- WORK TO COMPLETE -
Below are some entries; state how many of their lines contain the word "KeywordNormalizer", with nothing else in the reply.

- DATASET EXCERPTS -
-=-=-=-=-

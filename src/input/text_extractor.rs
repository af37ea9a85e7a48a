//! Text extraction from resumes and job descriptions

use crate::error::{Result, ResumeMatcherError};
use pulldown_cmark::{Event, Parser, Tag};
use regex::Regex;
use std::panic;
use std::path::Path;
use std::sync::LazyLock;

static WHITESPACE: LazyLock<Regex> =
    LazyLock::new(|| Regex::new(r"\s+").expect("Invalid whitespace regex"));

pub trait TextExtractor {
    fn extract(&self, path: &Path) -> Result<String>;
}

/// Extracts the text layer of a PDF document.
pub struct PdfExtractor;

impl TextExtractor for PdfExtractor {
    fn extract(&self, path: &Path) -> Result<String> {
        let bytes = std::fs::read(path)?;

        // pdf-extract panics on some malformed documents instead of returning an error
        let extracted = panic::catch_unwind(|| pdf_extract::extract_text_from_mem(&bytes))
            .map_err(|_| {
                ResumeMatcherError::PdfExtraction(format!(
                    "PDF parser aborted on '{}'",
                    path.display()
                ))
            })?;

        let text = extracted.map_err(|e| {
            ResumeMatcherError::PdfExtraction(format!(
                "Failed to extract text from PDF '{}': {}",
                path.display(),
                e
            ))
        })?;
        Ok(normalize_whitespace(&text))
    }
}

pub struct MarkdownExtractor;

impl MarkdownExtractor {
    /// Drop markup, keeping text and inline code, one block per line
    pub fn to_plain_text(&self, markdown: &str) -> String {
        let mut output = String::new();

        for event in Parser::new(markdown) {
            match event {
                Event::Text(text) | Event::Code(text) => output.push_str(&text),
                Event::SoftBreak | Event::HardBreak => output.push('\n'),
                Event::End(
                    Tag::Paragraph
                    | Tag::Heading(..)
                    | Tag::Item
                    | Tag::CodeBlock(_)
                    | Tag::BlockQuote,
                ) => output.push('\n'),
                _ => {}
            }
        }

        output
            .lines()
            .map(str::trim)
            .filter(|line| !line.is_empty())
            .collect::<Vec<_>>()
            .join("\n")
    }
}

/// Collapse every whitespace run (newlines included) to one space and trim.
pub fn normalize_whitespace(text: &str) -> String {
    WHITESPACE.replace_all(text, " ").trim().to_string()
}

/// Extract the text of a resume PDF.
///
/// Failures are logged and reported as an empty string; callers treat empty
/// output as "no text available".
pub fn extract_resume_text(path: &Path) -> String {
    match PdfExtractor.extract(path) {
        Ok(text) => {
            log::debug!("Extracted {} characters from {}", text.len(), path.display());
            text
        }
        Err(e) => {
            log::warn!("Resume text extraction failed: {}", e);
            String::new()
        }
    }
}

-=-=-=-=-

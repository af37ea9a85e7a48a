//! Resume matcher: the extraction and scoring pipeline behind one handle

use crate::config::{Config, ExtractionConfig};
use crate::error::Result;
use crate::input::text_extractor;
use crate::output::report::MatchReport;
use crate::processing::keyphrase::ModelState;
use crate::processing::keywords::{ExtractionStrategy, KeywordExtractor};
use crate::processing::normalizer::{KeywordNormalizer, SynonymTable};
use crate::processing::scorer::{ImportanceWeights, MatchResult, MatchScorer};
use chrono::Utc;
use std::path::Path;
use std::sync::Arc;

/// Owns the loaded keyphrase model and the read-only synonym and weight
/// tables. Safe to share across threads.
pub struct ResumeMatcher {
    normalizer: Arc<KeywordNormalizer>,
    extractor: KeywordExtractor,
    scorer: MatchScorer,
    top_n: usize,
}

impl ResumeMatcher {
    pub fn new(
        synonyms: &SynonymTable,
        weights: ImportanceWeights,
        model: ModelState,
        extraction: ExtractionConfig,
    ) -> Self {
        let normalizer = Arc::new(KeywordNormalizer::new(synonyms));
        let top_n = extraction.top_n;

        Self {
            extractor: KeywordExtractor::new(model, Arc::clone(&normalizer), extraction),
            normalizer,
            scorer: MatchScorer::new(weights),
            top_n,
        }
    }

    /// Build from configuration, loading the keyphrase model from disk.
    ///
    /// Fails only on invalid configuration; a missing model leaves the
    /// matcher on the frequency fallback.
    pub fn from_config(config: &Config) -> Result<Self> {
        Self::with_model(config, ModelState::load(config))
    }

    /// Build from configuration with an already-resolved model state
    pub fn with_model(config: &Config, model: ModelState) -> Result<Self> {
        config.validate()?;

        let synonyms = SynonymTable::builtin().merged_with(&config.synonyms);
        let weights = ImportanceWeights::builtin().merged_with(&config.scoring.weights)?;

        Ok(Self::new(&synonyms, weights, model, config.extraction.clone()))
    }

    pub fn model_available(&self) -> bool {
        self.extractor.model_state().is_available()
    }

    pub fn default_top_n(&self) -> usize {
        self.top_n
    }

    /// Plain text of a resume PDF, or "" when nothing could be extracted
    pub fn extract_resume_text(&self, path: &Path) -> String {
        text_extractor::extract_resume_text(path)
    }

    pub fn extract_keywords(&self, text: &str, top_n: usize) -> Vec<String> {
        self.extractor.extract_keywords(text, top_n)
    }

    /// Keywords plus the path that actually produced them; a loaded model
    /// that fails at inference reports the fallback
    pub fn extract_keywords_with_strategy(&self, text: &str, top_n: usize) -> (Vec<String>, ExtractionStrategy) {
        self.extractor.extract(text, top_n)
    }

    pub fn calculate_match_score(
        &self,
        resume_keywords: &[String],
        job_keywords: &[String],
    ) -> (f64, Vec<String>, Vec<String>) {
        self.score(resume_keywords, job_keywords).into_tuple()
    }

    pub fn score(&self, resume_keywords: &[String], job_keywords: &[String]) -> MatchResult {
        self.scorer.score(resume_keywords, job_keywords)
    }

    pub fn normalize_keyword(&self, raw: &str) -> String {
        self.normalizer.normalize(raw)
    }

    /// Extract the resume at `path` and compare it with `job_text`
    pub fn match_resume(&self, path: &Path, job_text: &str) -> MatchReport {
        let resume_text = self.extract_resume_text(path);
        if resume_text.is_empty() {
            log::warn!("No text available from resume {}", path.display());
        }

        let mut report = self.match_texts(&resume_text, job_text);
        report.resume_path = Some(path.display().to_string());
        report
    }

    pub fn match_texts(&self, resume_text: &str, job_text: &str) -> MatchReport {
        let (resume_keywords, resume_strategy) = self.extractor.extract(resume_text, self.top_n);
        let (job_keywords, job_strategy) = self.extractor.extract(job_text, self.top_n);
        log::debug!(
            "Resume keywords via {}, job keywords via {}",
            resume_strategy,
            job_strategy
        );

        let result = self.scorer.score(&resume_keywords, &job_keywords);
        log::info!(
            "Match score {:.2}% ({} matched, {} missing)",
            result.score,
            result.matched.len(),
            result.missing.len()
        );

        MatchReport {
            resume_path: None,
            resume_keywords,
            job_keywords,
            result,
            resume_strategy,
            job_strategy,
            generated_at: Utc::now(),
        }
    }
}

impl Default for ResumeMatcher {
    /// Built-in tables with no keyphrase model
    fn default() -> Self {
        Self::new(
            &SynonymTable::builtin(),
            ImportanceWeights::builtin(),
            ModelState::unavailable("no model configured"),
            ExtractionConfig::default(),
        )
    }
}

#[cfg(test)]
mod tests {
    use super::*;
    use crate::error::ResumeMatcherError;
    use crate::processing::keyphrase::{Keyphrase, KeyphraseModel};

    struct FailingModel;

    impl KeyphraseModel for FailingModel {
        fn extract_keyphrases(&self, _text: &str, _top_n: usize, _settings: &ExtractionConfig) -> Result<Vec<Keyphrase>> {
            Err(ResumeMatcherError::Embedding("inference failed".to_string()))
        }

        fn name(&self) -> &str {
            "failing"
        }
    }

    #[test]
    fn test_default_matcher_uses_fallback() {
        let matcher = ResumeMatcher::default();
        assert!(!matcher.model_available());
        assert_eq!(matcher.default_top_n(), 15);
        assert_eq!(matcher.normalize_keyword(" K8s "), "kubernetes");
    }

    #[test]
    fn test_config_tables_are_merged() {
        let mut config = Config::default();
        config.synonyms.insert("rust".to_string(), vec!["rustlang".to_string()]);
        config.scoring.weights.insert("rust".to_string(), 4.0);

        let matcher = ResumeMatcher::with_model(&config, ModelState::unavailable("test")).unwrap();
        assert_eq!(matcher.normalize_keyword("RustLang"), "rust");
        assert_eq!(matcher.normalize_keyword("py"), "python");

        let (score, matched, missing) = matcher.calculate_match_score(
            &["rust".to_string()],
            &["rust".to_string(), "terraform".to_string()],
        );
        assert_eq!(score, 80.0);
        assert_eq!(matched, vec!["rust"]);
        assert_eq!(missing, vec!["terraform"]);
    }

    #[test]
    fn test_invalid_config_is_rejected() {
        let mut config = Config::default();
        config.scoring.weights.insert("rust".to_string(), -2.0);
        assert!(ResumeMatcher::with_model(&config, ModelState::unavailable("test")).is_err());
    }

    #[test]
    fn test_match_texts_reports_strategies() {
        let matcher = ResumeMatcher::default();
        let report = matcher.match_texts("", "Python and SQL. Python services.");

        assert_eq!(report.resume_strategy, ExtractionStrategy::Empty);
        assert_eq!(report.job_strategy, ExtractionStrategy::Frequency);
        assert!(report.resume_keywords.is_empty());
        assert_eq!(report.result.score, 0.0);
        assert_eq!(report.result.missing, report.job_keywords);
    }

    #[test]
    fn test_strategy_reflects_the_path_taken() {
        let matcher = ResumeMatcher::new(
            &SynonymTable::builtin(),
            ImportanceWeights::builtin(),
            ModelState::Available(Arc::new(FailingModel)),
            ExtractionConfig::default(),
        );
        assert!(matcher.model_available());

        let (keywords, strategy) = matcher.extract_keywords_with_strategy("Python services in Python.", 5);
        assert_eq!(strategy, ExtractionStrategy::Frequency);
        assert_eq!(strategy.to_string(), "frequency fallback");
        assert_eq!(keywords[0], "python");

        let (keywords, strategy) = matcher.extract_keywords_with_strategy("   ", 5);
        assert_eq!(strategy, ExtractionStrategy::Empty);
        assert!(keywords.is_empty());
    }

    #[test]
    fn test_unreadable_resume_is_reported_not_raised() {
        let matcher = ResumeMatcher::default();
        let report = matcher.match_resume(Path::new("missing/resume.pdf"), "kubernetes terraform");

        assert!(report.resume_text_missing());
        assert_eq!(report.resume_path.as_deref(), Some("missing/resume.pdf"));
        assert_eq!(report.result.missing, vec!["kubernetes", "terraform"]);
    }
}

-=-=-=-=-

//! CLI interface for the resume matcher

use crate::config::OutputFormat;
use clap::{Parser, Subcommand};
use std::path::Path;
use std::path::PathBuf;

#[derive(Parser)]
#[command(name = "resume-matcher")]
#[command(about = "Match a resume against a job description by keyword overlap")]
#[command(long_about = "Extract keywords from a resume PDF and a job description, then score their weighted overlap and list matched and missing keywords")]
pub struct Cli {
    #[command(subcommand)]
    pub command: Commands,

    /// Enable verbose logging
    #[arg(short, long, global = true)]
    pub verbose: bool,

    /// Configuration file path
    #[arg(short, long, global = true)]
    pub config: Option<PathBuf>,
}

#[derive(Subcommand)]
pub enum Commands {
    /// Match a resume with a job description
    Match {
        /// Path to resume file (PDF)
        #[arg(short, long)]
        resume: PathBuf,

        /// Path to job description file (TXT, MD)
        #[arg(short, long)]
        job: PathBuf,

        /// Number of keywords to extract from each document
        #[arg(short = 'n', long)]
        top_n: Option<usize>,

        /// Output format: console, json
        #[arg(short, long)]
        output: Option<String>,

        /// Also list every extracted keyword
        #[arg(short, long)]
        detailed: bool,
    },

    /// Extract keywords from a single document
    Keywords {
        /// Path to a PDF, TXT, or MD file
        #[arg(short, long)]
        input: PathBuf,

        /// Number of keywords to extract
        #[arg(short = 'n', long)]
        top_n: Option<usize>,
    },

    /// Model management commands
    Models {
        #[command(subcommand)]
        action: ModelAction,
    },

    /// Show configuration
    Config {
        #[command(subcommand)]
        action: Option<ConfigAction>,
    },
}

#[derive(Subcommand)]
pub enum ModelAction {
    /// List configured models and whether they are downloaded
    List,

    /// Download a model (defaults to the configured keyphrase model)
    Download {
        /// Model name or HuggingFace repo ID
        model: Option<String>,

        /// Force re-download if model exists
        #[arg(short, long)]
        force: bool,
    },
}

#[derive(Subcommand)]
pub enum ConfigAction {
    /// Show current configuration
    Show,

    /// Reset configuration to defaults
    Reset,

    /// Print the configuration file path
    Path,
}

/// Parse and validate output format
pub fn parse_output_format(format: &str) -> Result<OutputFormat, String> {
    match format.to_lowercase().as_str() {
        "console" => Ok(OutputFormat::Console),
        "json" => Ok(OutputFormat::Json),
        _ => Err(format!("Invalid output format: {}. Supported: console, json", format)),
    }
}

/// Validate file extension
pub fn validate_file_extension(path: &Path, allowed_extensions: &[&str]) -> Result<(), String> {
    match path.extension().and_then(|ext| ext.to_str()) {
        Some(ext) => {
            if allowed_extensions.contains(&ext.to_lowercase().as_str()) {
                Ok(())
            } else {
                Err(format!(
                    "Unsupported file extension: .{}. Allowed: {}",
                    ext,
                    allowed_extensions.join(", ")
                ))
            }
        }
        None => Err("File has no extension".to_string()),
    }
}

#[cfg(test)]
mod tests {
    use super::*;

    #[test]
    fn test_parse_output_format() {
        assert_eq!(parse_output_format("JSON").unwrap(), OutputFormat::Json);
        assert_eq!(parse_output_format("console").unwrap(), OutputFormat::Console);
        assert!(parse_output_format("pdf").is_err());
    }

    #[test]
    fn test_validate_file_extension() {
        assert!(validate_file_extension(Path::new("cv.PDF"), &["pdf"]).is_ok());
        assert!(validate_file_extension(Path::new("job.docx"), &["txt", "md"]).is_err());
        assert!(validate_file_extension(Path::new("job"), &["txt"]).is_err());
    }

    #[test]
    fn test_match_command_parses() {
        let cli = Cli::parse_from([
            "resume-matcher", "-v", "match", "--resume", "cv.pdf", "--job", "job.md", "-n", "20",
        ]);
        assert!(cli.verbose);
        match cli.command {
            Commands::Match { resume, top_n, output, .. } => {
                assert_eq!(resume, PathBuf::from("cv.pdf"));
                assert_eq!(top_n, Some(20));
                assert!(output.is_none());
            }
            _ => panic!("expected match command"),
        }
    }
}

-=-=-=-=-

- EXERCISE SOLUTION -
3